“Less of me and more of You”: A nurse’s journey from aesthetic medicine to end-of-life care
This series of interviews commemorates Singapore Nurses' Day on August 1, 2020. Salt&Light salutes all nurses for their dedication and care!
Anna Cheang // July 29, 2020, 4:03 pm
Award-winning palliative care nurse Amy Lim with Augustine Dhirgahayoe, an Indonesian patient she took care of for a year. All photos courtesy of Amy Lim.
The Prada slippers that nurse Amy Lim had taken off on her patient’s doorstep were gone by the end of her visit.

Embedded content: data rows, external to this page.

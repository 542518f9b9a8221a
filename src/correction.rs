use nalgebra::{Matrix3, Matrix4, Point3, Translation3, UnitQuaternion, Vector3};

/// Builds a bone's local pose matrix relative to its parent.
///
/// # Arguments
///
/// * `rest_position` - World-space rest position of the bone.
/// * `parent_rest_position` - World-space rest position of the parent, or the
///   origin for root bones.
/// * `pose_rotation` - Current pose rotation applied on top of the rest pose.
///
/// # Returns
///
/// `T(rest - parent_rest) * R(pose)`.
pub fn local_pose_matrix(
    rest_position: Vector3<f32>,
    parent_rest_position: Vector3<f32>,
    pose_rotation: UnitQuaternion<f32>,
) -> Matrix4<f32> {
    Translation3::from(rest_position - parent_rest_position).to_homogeneous()
        * pose_rotation.to_homogeneous()
}

/// Computes the skin matrix that moves rest-pose geometry into the posed
/// configuration of a bone.
///
/// # Arguments
///
/// * `world_pose` - World matrix of the posed bone.
/// * `rest_position` - World-space rest position of the bone.
///
/// # Returns
///
/// `world_pose * T(-rest_position)`.
pub fn skin_matrix(world_pose: Matrix4<f32>, rest_position: Vector3<f32>) -> Matrix4<f32> {
    world_pose * Translation3::from(-rest_position).to_homogeneous()
}

/// Sums weighted skin matrices (linear blend skinning).
///
/// # Arguments
///
/// * `influences` - `(skin matrix, weight)` pairs.
///
/// # Returns
///
/// The blended matrix; the zero matrix when there are no influences.
pub fn blend_skin_matrices<'a>(
    influences: impl IntoIterator<Item = (&'a Matrix4<f32>, f32)>,
) -> Matrix4<f32> {
    influences
        .into_iter()
        .fold(Matrix4::zeros(), |acc, (matrix, weight)| acc + matrix * weight)
}

/// Applies a blended skin matrix to a vertex position.
pub fn skin_position(position: Vector3<f32>, matrix: &Matrix4<f32>) -> Vector3<f32> {
    matrix.transform_point(&Point3::from(position)).coords
}

/// Applies the linear part of a blended skin matrix to a normal and
/// renormalizes it. Degenerate results keep the original normal.
pub fn skin_normal(normal: Vector3<f32>, matrix: &Matrix4<f32>) -> Vector3<f32> {
    let linear: Matrix3<f32> = matrix.fixed_view::<3, 3>(0, 0).into_owned();
    let transformed = linear * normal;
    transformed.try_normalize(1e-12).unwrap_or(normal)
}

/// Extracts the translation column of a transform matrix.
pub fn matrix_translation(matrix: &Matrix4<f32>) -> Vector3<f32> {
    Vector3::new(matrix[(0, 3)], matrix[(1, 3)], matrix[(2, 3)])
}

The frantic search of the HDB block was futile. Lim, then 42, had no choice but to leave for her next home visit wearing the best slippers from her patient’s family.
She broke down the moment she entered the taxi: “God, this is the life you’ve called me to?”
It was 2008. Lim was three months into her job with HCA Hospice Care. The association provides free home hospice care to terminally ill patients from all walks of life. The passing of Lim’s father-in-law had inspired her move to palliative care.
“The drab uniform was bad enough. But if I also had to wear the black ugly covered shoes you see at the hospital, I would not have stepped in,” Lim, now 54, told Salt&Light, only half in jest.
Overcoming her initial vanity, Lim has gone on to receive recognition, including the prestigious Nurses’ Merit Award in 2014, for her dedicated service.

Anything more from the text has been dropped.